(Records from a data source)
● ● ● ●

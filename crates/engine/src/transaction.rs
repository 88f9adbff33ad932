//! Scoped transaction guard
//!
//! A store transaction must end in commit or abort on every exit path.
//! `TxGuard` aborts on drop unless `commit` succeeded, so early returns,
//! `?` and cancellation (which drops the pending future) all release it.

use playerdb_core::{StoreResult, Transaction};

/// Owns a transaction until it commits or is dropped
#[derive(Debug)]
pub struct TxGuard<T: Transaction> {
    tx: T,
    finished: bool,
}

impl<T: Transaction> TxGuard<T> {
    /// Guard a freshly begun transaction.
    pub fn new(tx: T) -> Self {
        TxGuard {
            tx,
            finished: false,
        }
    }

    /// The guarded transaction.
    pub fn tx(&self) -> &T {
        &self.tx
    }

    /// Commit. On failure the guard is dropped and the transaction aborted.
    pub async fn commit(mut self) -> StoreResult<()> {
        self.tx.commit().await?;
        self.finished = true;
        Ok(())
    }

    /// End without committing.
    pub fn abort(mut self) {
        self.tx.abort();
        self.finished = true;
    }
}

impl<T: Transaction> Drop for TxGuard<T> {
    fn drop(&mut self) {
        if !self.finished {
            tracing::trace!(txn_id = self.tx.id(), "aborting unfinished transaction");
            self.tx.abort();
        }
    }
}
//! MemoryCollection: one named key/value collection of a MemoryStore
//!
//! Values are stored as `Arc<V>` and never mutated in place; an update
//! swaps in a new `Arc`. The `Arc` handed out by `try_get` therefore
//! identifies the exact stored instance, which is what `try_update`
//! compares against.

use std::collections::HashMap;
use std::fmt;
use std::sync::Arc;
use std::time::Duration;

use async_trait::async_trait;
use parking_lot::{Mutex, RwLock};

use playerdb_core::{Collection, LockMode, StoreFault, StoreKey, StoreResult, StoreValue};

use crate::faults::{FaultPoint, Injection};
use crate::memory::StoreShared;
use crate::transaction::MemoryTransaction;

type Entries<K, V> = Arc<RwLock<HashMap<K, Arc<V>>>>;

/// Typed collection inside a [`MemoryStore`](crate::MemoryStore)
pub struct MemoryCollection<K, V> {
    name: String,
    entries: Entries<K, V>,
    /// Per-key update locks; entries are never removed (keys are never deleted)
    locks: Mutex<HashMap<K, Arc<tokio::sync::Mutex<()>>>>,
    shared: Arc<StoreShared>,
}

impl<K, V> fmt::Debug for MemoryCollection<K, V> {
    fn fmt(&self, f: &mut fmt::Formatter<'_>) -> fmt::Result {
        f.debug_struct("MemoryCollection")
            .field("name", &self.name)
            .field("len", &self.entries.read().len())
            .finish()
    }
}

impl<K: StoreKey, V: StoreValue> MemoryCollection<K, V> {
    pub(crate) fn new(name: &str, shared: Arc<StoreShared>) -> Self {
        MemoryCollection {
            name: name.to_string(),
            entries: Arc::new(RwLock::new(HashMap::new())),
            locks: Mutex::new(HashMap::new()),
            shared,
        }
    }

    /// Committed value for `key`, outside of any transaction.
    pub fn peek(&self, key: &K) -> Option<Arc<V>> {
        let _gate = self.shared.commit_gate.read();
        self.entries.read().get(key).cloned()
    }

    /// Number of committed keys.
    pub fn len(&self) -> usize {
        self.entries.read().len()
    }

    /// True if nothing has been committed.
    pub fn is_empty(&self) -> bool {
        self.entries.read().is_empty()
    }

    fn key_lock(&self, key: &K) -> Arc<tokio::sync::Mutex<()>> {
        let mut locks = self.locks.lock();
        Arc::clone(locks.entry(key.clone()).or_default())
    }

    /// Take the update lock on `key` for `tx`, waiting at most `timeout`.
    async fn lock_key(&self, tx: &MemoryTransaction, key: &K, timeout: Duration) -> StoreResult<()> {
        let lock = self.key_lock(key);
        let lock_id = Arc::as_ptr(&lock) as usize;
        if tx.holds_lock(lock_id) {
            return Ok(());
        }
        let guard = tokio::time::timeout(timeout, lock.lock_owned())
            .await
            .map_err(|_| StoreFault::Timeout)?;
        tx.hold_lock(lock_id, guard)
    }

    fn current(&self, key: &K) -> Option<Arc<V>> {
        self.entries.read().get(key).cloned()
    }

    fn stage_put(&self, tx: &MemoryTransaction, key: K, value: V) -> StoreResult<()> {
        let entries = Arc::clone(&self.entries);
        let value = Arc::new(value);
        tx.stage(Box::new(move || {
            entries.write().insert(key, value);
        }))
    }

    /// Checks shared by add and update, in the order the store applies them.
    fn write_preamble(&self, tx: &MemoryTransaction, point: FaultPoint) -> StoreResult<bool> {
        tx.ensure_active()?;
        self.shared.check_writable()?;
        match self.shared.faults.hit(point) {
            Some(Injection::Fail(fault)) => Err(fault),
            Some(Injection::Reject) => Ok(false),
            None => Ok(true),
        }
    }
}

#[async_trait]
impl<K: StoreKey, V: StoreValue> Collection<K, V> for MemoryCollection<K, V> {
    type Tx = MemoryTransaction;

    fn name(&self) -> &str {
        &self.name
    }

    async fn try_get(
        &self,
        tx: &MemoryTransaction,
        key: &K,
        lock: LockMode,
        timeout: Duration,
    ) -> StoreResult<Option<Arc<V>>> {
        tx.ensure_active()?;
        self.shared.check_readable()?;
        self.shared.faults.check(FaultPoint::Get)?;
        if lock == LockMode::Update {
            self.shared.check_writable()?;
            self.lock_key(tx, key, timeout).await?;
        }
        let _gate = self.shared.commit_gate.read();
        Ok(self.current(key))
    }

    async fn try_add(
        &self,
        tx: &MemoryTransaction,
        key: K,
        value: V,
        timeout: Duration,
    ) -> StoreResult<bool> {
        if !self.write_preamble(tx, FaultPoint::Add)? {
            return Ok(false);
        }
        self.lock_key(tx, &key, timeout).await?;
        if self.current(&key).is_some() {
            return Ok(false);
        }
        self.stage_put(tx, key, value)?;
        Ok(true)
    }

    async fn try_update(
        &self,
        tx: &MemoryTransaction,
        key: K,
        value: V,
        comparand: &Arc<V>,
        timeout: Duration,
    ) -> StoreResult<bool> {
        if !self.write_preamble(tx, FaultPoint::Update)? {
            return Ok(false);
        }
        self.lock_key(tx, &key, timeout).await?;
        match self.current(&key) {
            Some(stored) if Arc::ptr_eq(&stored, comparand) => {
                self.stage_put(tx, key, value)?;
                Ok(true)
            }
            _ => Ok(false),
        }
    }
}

● ● ● ●

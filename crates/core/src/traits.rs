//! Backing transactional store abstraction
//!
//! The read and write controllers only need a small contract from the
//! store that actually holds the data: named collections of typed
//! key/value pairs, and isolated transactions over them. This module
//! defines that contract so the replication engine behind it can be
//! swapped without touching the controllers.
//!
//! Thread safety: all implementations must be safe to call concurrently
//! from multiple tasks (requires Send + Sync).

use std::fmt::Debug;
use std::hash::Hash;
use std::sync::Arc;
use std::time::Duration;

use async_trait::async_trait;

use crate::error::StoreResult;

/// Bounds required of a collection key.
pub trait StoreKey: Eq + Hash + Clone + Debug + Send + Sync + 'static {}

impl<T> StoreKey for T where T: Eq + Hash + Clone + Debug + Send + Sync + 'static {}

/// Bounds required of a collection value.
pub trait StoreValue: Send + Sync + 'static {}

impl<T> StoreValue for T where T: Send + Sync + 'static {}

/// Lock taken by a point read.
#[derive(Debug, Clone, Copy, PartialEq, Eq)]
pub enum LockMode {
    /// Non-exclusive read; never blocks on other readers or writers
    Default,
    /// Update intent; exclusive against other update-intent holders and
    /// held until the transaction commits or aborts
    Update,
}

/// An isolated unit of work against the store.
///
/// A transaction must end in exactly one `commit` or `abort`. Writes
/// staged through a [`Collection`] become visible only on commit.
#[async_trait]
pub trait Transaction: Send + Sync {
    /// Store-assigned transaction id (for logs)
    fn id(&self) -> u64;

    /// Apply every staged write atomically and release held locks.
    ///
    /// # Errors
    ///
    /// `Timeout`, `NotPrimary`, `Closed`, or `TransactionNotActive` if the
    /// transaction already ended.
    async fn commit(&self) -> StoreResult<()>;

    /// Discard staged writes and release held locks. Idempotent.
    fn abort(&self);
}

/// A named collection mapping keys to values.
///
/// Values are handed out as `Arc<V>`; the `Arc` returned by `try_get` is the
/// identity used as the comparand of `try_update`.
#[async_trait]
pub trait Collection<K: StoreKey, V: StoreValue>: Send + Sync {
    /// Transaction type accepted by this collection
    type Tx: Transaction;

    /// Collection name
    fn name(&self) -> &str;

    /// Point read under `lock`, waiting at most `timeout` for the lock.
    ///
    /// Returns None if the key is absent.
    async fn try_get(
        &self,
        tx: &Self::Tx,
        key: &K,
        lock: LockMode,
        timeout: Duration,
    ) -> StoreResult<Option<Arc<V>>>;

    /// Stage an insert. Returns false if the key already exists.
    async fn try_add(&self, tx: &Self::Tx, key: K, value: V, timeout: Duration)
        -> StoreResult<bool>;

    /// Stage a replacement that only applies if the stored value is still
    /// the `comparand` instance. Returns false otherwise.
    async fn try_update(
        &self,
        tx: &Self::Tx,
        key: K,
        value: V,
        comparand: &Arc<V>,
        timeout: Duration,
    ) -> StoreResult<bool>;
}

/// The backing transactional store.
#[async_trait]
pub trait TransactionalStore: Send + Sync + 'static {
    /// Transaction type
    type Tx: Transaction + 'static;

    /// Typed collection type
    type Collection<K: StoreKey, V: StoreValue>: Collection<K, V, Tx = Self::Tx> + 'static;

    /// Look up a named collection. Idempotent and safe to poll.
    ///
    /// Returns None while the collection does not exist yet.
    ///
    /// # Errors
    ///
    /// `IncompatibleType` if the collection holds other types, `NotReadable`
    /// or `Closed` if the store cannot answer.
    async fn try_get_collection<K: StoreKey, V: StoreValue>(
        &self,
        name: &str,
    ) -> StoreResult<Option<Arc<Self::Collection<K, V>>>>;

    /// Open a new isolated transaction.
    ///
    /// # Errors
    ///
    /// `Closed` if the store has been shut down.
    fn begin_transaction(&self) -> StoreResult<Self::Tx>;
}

● ● ● ●

» WORK REQUIRED:
Find the string "Closed" in the data. Report each line it appears in.

» PROBLEM SOLUTION:
    /// `Timeout`, `NotPrimary`, `Closed`, or `TransactionNotActive` if the
    /// or `Closed` if the store cannot answer.
    /// `Closed` if the store has been shut down.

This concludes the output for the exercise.